The Amazon CloudWatch Agent is a lightweight and flexible monitoring agent provided by Amazon Web Services (AWS) that allows you to collect and publish system-level metrics, logs, and custom metrics from your EC2 instances to Amazon CloudWatch.

This agent simplifies the process of monitoring your infrastructure and applications running on EC2 instances, providing you with valuable insights and enabling you to take proactive actions to optimize performance and troubleshoot issues.

The article explains the important role of the CloudWatch agent for monitoring EC2 instances, and how to install and configure it on Amazon Linux 2. It also covers advanced features, best practices, and optimization techniques for using the agent.

Introduction

The Amazon CloudWatch agent is essential for monitoring and optimizing your EC2 instances. By installing and configuring the agent, you gain the ability to collect and publish system-level metrics, logs, and custom metrics to Amazon CloudWatch.

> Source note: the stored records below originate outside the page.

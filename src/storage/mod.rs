//! Object storage operations for listing images

use reqwest::{multipart, Client, StatusCode};

use crate::error::Error;
use crate::fetch::Fetch;
use crate::listing::types::ImageFile;

/// Client for the object store holding listing images
pub struct StorageClient {
    /// The base URL for the backend project
    url: String,

    /// The anonymous API key
    key: String,

    /// The bucket images are written to
    bucket: String,

    /// HTTP client used for requests
    client: Client,
}

impl StorageClient {
    /// Create a new StorageClient
    pub(crate) fn new(url: &str, key: &str, bucket: &str, client: Client) -> Self {
        Self {
            url: url.to_string(),
            key: key.to_string(),
            bucket: bucket.to_string(),
            client,
        }
    }

    fn object_url(&self, path: &str) -> String {
        format!("{}/storage/v1/object/{}/{}", self.url, self.bucket, path)
    }

    /// Upload a file to the bucket
    pub async fn upload(&self, path: &str, file: &ImageFile) -> Result<(), Error> {
        let url = self.object_url(path);

        let part = multipart::Part::bytes(file.bytes.to_vec())
            .file_name(file.name.clone())
            .mime_str(file.content_type.as_str())
            .map_err(|e| Error::storage(format!("Invalid content type: {}", e)))?;
        let form = multipart::Form::new().part("file", part);

        let response = self
            .client
            .post(&url)
            .header("apikey", &self.key)
            .header("X-Client-Info", "webcarros-client/0.1.0")
            .multipart(form)
            .send()
            .await?;

        if !response.status().is_success() {
            let status = response.status();
            let text = response.text().await.unwrap_or_default();
            return Err(Error::storage(format!(
                "Upload failed with status {}: {}",
                status, text
            )));
        }

        Ok(())
    }

    /// Get the public URL for an object
    pub fn public_url(&self, path: &str) -> String {
        format!(
            "{}/storage/v1/object/public/{}/{}",
            self.url, self.bucket, path
        )
    }

    /// Delete an object from the bucket
    ///
    /// An object that is already gone counts as a successful deletion,
    /// so a retried remove does not fail.
    pub async fn remove(&self, path: &str) -> Result<(), Error> {
        let url = self.object_url(path);

        let response = Fetch::delete(&self.client, &url)
            .header("apikey", &self.key)
            .execute_raw()
            .await?;

        let status = response.status();
        if status.is_success() || status == StatusCode::NOT_FOUND {
            return Ok(());
        }

        let text = response.text().await.unwrap_or_default();
        Err(Error::storage(format!(
            "Delete failed with status {}: {}",
            status, text
        )))
    }
}
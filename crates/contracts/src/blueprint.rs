//! DispatchBlueprint: Config Loader output
//!
//! The complete declarative configuration: broker coordinates plus topology.

use serde::{Deserialize, Serialize};

use crate::{BrokerParams, Topology};

/// Complete dispatch configuration blueprint
#[derive(Debug, Clone, PartialEq, Eq, Serialize, Deserialize)]
pub struct DispatchBlueprint {
    /// Broker coordinates
    #[serde(default)]
    pub broker: BrokerParams,

    /// Exchanges and routing templates
    pub topology: Topology,
}

#[cfg(test)]
mod tests {
    use super::*;
    use crate::{ExchangeKind, ExchangeSpec};

    #[test]
    fn test_blueprint_deserialize_with_default_broker() {
        let json = r#"{
            "topology": {
                "exchanges": [{"name": "commands", "kind": "topic"}],
                "command_exchange": "commands",
                "computer_routing_key": "cmd.{room}.{computer}",
                "room_broadcast_routing_key": "cmd.{room}.all"
            }
        }"#;
        let blueprint: DispatchBlueprint = serde_json::from_str(json).unwrap();
        assert_eq!(blueprint.broker, BrokerParams::default());
        assert_eq!(
            blueprint.topology.exchanges,
            vec![ExchangeSpec {
                name: "commands".to_string(),
                kind: ExchangeKind::Topic,
                durable: true,
                auto_delete: false,
            }]
        );
        assert_eq!(blueprint.topology.computer_key("r1", "c9"), "cmd.r1.c9");
    }
}
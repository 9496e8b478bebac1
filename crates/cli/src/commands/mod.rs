//! Command implementations.

mod check;
mod info;
mod send;
mod validate;

pub use check::run_check;
pub use info::run_info;
pub use send::run_send;
pub use validate::run_validate;

use std::path::Path;

use anyhow::{Context, Result};

use config_loader::{ConfigLoader, DispatchBlueprint};

/// Load a blueprint and apply broker overrides from the command line
pub(crate) fn load_blueprint(
    path: &Path,
    host: Option<&str>,
    port: Option<u16>,
) -> Result<DispatchBlueprint> {
    let mut blueprint = ConfigLoader::load_from_path(path)
        .with_context(|| format!("Failed to load configuration from {}", path.display()))?;

    if let Some(host) = host {
        blueprint.broker.host = host.to_string();
    }
    if let Some(port) = port {
        blueprint.broker.port = port;
    }

    Ok(blueprint)
}
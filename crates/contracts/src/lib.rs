//! # Contracts
//!
//! Frozen interface contracts (ICD), defining inter-module data structures and traits.
//! All business crates can only depend on this crate, reverse dependencies are prohibited.
//!
//! ## Delivery Model
//! - Every outbound message is tagged `content_type = application/json`
//! - Every outbound message is marked persistent (delivery mode 2)
//! - One connection owns one channel; access is exclusive (`&mut self`)

mod blueprint;
mod broker;
mod command;
mod error;
mod topology;
mod transport;

pub use blueprint::DispatchBlueprint;
pub use broker::*;
pub use command::*;
pub use error::*;
pub use topology::*;
pub use transport::{CommandTransport, LocalCommandTransport};
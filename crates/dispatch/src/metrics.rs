//! Dispatch metrics for observability

use std::sync::atomic::{AtomicU64, Ordering};

/// Metrics for a single dispatcher
#[derive(Debug, Default)]
pub struct DispatchMetrics {
    /// Total successful publishes
    published_count: AtomicU64,
    /// Total publish failures (including serialize failures)
    publish_failure_count: AtomicU64,
    /// Total queue declare failures
    declare_failure_count: AtomicU64,
}

impl DispatchMetrics {
    /// Create new metrics instance
    pub fn new() -> Self {
        Self::default()
    }

    /// Get published count
    pub fn published_count(&self) -> u64 {
        self.published_count.load(Ordering::Relaxed)
    }

    /// Increment published count
    pub fn inc_published_count(&self) {
        self.published_count.fetch_add(1, Ordering::Relaxed);
    }

    /// Get publish failure count
    pub fn publish_failure_count(&self) -> u64 {
        self.publish_failure_count.load(Ordering::Relaxed)
    }

    /// Increment publish failure count
    pub fn inc_publish_failure_count(&self) {
        self.publish_failure_count.fetch_add(1, Ordering::Relaxed);
    }

    /// Get queue declare failure count
    pub fn declare_failure_count(&self) -> u64 {
        self.declare_failure_count.load(Ordering::Relaxed)
    }

    /// Increment queue declare failure count
    pub fn inc_declare_failure_count(&self) {
        self.declare_failure_count.fetch_add(1, Ordering::Relaxed);
    }

    /// Get snapshot of all metrics
    pub fn snapshot(&self) -> MetricsSnapshot {
        MetricsSnapshot {
            published_count: self.published_count(),
            publish_failure_count: self.publish_failure_count(),
            declare_failure_count: self.declare_failure_count(),
        }
    }
}

/// Snapshot of dispatch metrics (for reporting)
#[derive(Debug, Clone, Copy)]
pub struct MetricsSnapshot {
    pub published_count: u64,
    pub publish_failure_count: u64,
    pub declare_failure_count: u64,
}
//! `info` command implementation.

use anyhow::{Context, Result};
use serde::Serialize;

use config_loader::DispatchBlueprint;

use crate::cli::InfoArgs;
use crate::commands::load_blueprint;

/// Topology information for display
#[derive(Serialize)]
struct TopologyInfo {
    broker: String,
    vhost: String,
    command_exchange: String,
    computer_routing_key: String,
    room_broadcast_routing_key: String,
    #[serde(skip_serializing_if = "Option::is_none")]
    exchanges: Option<Vec<ExchangeInfo>>,
}

#[derive(Serialize)]
struct ExchangeInfo {
    name: String,
    kind: String,
    durable: bool,
    auto_delete: bool,
}

/// Execute the `info` command
pub fn run_info(args: &InfoArgs) -> Result<()> {
    let blueprint = load_blueprint(&args.config, None, None)?;
    let info = topology_info(&blueprint, args.exchanges);

    if args.json {
        let json =
            serde_json::to_string_pretty(&info).context("Failed to serialize topology info")?;
        println!("{}", json);
    } else {
        print_info(&info);
    }

    Ok(())
}

fn topology_info(blueprint: &DispatchBlueprint, with_exchanges: bool) -> TopologyInfo {
    let exchanges = with_exchanges.then(|| {
        blueprint
            .topology
            .exchanges
            .iter()
            .map(|e| ExchangeInfo {
                name: e.name.clone(),
                kind: format!("{:?}", e.kind).to_lowercase(),
                durable: e.durable,
                auto_delete: e.auto_delete,
            })
            .collect()
    });

    TopologyInfo {
        broker: blueprint.broker.addr(),
        vhost: blueprint.broker.vhost.clone(),
        command_exchange: blueprint.topology.command_exchange.clone(),
        computer_routing_key: blueprint
            .topology
            .computer_routing_key
            .as_str()
            .to_string(),
        room_broadcast_routing_key: blueprint
            .topology
            .room_broadcast_routing_key
            .as_str()
            .to_string(),
        exchanges,
    }
}

fn print_info(info: &TopologyInfo) {
    println!("Broker: {} (vhost {})", info.broker, info.vhost);
    println!("Command exchange: {}", info.command_exchange);
    println!("Computer routing key: {}", info.computer_routing_key);
    println!("Room broadcast key: {}", info.room_broadcast_routing_key);

    if let Some(ref exchanges) = info.exchanges {
        println!("\nExchanges:");
        for exchange in exchanges {
            println!(
                "  {} ({}, durable={}, auto_delete={})",
                exchange.name, exchange.kind, exchange.durable, exchange.auto_delete
            );
        }
    }
}
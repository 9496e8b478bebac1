//! BrokerConnection: owns the AMQP connection and its single channel

use lapin::{
    options::{BasicPublishOptions, ExchangeDeclareOptions, QueueDeclareOptions},
    types::FieldTable,
    BasicProperties, Channel, Connection, ConnectionProperties,
};
use tracing::{debug, instrument, warn};

use contracts::{
    BrokerParams, CommandTransport, CoreError, ExchangeKind, ExchangeSpec, Topology,
    CONTENT_TYPE_JSON,
};

use crate::bootstrap::bootstrap_topology;

/// Delivery mode 2: message body written to stable storage
const DELIVERY_MODE_PERSISTENT: u8 = 2;

/// Reply code for a clean channel/connection close
const REPLY_SUCCESS: u16 = 200;

/// One physical connection plus one channel to the broker
///
/// Created once per process (or per long-lived worker) and torn down exactly
/// once via `close`. There is no reconnect loop: a failure during `open` is
/// fatal and propagates immediately.
pub struct BrokerConnection {
    connection: Connection,
    channel: Option<Channel>,
}

impl BrokerConnection {
    /// Connect, open a channel, and declare the configured exchanges
    ///
    /// # Errors
    /// Any failure here (transport, auth, channel, exchange declare) aborts
    /// the open as a `Connection` error; the caller must not fall back to a
    /// partially-initialized connection.
    #[instrument(
        name = "broker_open",
        skip(params, topology),
        fields(broker = %params.addr(), vhost = %params.vhost)
    )]
    pub async fn open(params: &BrokerParams, topology: &Topology) -> Result<Self, CoreError> {
        let connection = Connection::connect(&params.amqp_uri(), ConnectionProperties::default())
            .await
            .map_err(|e| CoreError::connection(format!("connect to {}: {e}", params.addr())))?;

        let channel = connection
            .create_channel()
            .await
            .map_err(|e| CoreError::connection(format!("open channel: {e}")))?;

        let mut broker = Self {
            connection,
            channel: Some(channel),
        };
        bootstrap_topology(&mut broker, topology).await?;

        debug!(
            exchanges = topology.exchanges.len(),
            "Broker connection ready"
        );
        Ok(broker)
    }
}

fn amqp_kind(kind: ExchangeKind) -> lapin::ExchangeKind {
    match kind {
        ExchangeKind::Direct => lapin::ExchangeKind::Direct,
        ExchangeKind::Topic => lapin::ExchangeKind::Topic,
        ExchangeKind::Fanout => lapin::ExchangeKind::Fanout,
        ExchangeKind::Headers => lapin::ExchangeKind::Headers,
    }
}

/// Properties stamped on every outbound message: JSON content type plus
/// persistent delivery, regardless of target.
fn message_properties() -> BasicProperties {
    BasicProperties::default()
        .with_content_type(CONTENT_TYPE_JSON.into())
        .with_delivery_mode(DELIVERY_MODE_PERSISTENT)
}

impl CommandTransport for BrokerConnection {
    #[instrument(
        name = "broker_declare_exchange",
        skip(self, spec),
        fields(exchange = %spec.name)
    )]
    async fn declare_exchange(&mut self, spec: &ExchangeSpec) -> Result<(), CoreError> {
        let channel = self
            .channel
            .as_ref()
            .ok_or_else(|| CoreError::connection("channel closed"))?;

        channel
            .exchange_declare(
                &spec.name,
                amqp_kind(spec.kind),
                ExchangeDeclareOptions {
                    passive: false,
                    durable: spec.durable,
                    auto_delete: spec.auto_delete,
                    ..ExchangeDeclareOptions::default()
                },
                FieldTable::default(),
            )
            .await
            .map_err(|e| CoreError::connection(format!("exchange declare '{}': {e}", spec.name)))
    }

    #[instrument(name = "broker_declare_queue", skip(self), fields(queue = %name))]
    async fn declare_queue(&mut self, name: &str) -> Result<(), CoreError> {
        let channel = self
            .channel
            .as_ref()
            .ok_or_else(|| CoreError::queue_declare(name, "channel closed"))?;

        channel
            .queue_declare(
                name,
                QueueDeclareOptions {
                    passive: false,
                    durable: true,
                    exclusive: false,
                    auto_delete: false,
                    ..QueueDeclareOptions::default()
                },
                FieldTable::default(),
            )
            .await
            .map(|_| ())
            .map_err(|e| CoreError::queue_declare(name, e.to_string()))
    }

    #[instrument(
        name = "broker_publish",
        skip(self, payload),
        fields(exchange = %exchange, routing_key = %routing_key, bytes = payload.len())
    )]
    async fn publish(
        &mut self,
        exchange: &str,
        routing_key: &str,
        payload: &[u8],
    ) -> Result<(), CoreError> {
        let channel = self
            .channel
            .as_ref()
            .ok_or_else(|| CoreError::publish(exchange, routing_key, "channel closed"))?;

        // Awaits only the confirmed transport write; no retry, no broker ack
        // beyond what the channel mode requires.
        channel
            .basic_publish(
                exchange,
                routing_key,
                BasicPublishOptions::default(),
                payload,
                message_properties(),
            )
            .await
            .map_err(|e| CoreError::publish(exchange, routing_key, e.to_string()))?
            .await
            .map_err(|e| CoreError::publish(exchange, routing_key, e.to_string()))?;

        Ok(())
    }

    #[instrument(name = "broker_close", skip(self))]
    async fn close(&mut self) {
        // Channel first, then connection. Taking the channel makes later
        // calls no-ops.
        let Some(channel) = self.channel.take() else {
            return;
        };

        if let Err(e) = channel.close(REPLY_SUCCESS, "shutting down").await {
            warn!(error = %e, "Failed to close channel");
        }
        if let Err(e) = self.connection.close(REPLY_SUCCESS, "shutting down").await {
            warn!(error = %e, "Failed to close connection");
        }
        debug!("Broker connection closed");
    }
}

#[cfg(test)]
mod tests {
    use super::*;

    #[test]
    fn test_amqp_kind_mapping() {
        assert!(matches!(
            amqp_kind(ExchangeKind::Direct),
            lapin::ExchangeKind::Direct
        ));
        assert!(matches!(
            amqp_kind(ExchangeKind::Topic),
            lapin::ExchangeKind::Topic
        ));
        assert!(matches!(
            amqp_kind(ExchangeKind::Fanout),
            lapin::ExchangeKind::Fanout
        ));
        assert!(matches!(
            amqp_kind(ExchangeKind::Headers),
            lapin::ExchangeKind::Headers
        ));
    }

    #[test]
    fn test_message_properties_delivery_contract() {
        let properties = message_properties();
        assert_eq!(
            properties.content_type().as_ref().map(|c| c.as_str()),
            Some("application/json")
        );
        assert_eq!(*properties.delivery_mode(), Some(2));
    }
}
//! Topology bootstrap: declare configured exchanges at startup

use tracing::{debug, instrument};

use contracts::{CommandTransport, CoreError, Topology};

/// Declare every exchange from the topology, in order.
///
/// The first failure aborts the bootstrap; the caller must not proceed with a
/// partially-initialized connection. Declares are idempotent on the broker
/// side, so a partially-declared topology left behind is safe to repeat.
#[instrument(
    name = "topology_bootstrap",
    skip(transport, topology),
    fields(exchanges = topology.exchanges.len())
)]
pub async fn bootstrap_topology<T: CommandTransport>(
    transport: &mut T,
    topology: &Topology,
) -> Result<(), CoreError> {
    for spec in &topology.exchanges {
        transport.declare_exchange(spec).await?;
        debug!(
            exchange = %spec.name,
            kind = ?spec.kind,
            durable = spec.durable,
            auto_delete = spec.auto_delete,
            "Exchange declared"
        );
    }
    Ok(())
}

#[cfg(test)]
mod tests {
    use super::*;
    use contracts::{ExchangeKind, ExchangeSpec};

    struct CountingTransport {
        declared: Vec<String>,
        fail_on: Option<String>,
    }

    impl CommandTransport for CountingTransport {
        async fn declare_exchange(&mut self, spec: &ExchangeSpec) -> Result<(), CoreError> {
            if self.fail_on.as_deref() == Some(spec.name.as_str()) {
                return Err(CoreError::connection(format!(
                    "exchange declare '{}': mock failure",
                    spec.name
                )));
            }
            self.declared.push(spec.name.clone());
            Ok(())
        }

        async fn declare_queue(&mut self, _name: &str) -> Result<(), CoreError> {
            Ok(())
        }

        async fn publish(
            &mut self,
            _exchange: &str,
            _routing_key: &str,
            _payload: &[u8],
        ) -> Result<(), CoreError> {
            Ok(())
        }

        async fn close(&mut self) {}
    }

    fn exchange(name: &str) -> ExchangeSpec {
        ExchangeSpec {
            name: name.to_string(),
            kind: ExchangeKind::Topic,
            durable: true,
            auto_delete: false,
        }
    }

    fn topology(exchanges: Vec<ExchangeSpec>) -> Topology {
        Topology {
            exchanges,
            command_exchange: "commands".to_string(),
            computer_routing_key: "cmd.{room}.{computer}".into(),
            room_broadcast_routing_key: "cmd.{room}.all".into(),
        }
    }

    #[tokio::test]
    async fn test_bootstrap_declares_all_exchanges_in_order() {
        let mut transport = CountingTransport {
            declared: vec![],
            fail_on: None,
        };
        let topology = topology(vec![exchange("commands"), exchange("events")]);

        bootstrap_topology(&mut transport, &topology).await.unwrap();
        assert_eq!(transport.declared, vec!["commands", "events"]);
    }

    #[tokio::test]
    async fn test_bootstrap_aborts_on_first_failure() {
        let mut transport = CountingTransport {
            declared: vec![],
            fail_on: Some("events".to_string()),
        };
        let topology = topology(vec![
            exchange("commands"),
            exchange("events"),
            exchange("audit"),
        ]);

        let result = bootstrap_topology(&mut transport, &topology).await;
        assert!(matches!(result, Err(CoreError::Connection { .. })));
        // Earlier declares went through; later ones never attempted
        assert_eq!(transport.declared, vec!["commands"]);
    }

    #[tokio::test]
    async fn test_bootstrap_empty_topology_is_noop() {
        let mut transport = CountingTransport {
            declared: vec![],
            fail_on: None,
        };
        let topology = topology(vec![]);

        bootstrap_topology(&mut transport, &topology).await.unwrap();
        assert!(transport.declared.is_empty());
    }
}
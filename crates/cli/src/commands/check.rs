//! `check` command implementation.

use anyhow::{Context, Result};
use tracing::info;

use contracts::CommandTransport;
use dispatch::BrokerConnection;

use crate::cli::CheckArgs;
use crate::commands::load_blueprint;

/// Execute the `check` command
///
/// Opens a connection, which bootstraps the configured topology, then closes
/// it again. A zero exit means publishing would have a declared topology to
/// land on.
pub async fn run_check(args: &CheckArgs) -> Result<()> {
    let blueprint = load_blueprint(&args.config, args.host.as_deref(), args.port)?;

    info!(
        broker = %blueprint.broker.addr(),
        vhost = %blueprint.broker.vhost,
        "Checking broker connectivity"
    );

    let mut connection = BrokerConnection::open(&blueprint.broker, &blueprint.topology)
        .await
        .with_context(|| {
            format!(
                "Failed to open broker connection to {}",
                blueprint.broker.addr()
            )
        })?;

    connection.close().await;

    println!(
        "✓ Connected to {} and declared {} exchange(s)",
        blueprint.broker.addr(),
        blueprint.topology.exchanges.len()
    );
    Ok(())
}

This allows you to gain valuable insights into the health and performance of your infrastructure, enabling you to proactively manage and troubleshoot issues.

Importance of Monitoring and Collecting Metrics

Without the CloudWatch Agent, you would miss out on real-time visibility into system-level metrics, logs, and custom metrics.

This means you would lack the ability to identify performance issues, optimize resource allocation, troubleshoot problems efficiently, and centralize logs for easy analysis. The agent also enables the collection of custom metrics, providing deeper insights into application behavior. Overall, not using the CloudWatch agent would result in a lack of comprehensive monitoring capabilities, hindering your ability to ensure the smooth operation of your EC2 instances.

Benefits of Using Amazon Cloudwatch Agent

With the CloudWatch agent, you can easily monitor CPU utilization, memory usage, disk space, network utilization, and more. Additionally, you can centralize your logs in CloudWatch Logs, making it easier to search, analyze, and troubleshoot issues across your entire infrastructure.

The agent also supports the collection of custom metrics, giving you the flexibility to monitor application-specific metrics. By leveraging the CloudWatch agent, you can optimize performance, identify bottlenecks, set alarms, create dashboards, and integrate with other AWS services, ensuring the smooth operation of your EC2 instances.

Installation and Configuration

Using Amazon Linux 2, you can easily install the CloudWatch agent package using the package manager.

Prerequisites for Installing Amazon Cloudwatch Agent

Make sure that the IAM role attached to the instance has the CloudWatchAgentServerPolicy attached. This permission is required to use the Amazon CloudWatch Agent on your servers.

If you're not too familiar with AWS AIM, have a read of our in-depth guides for roles and policies.

Step-By-Step Installation Guide

Here are the steps to install the CloudWatch agent:

  1. Connect to your Amazon Linux 2 instance using SSH or any other remote access method.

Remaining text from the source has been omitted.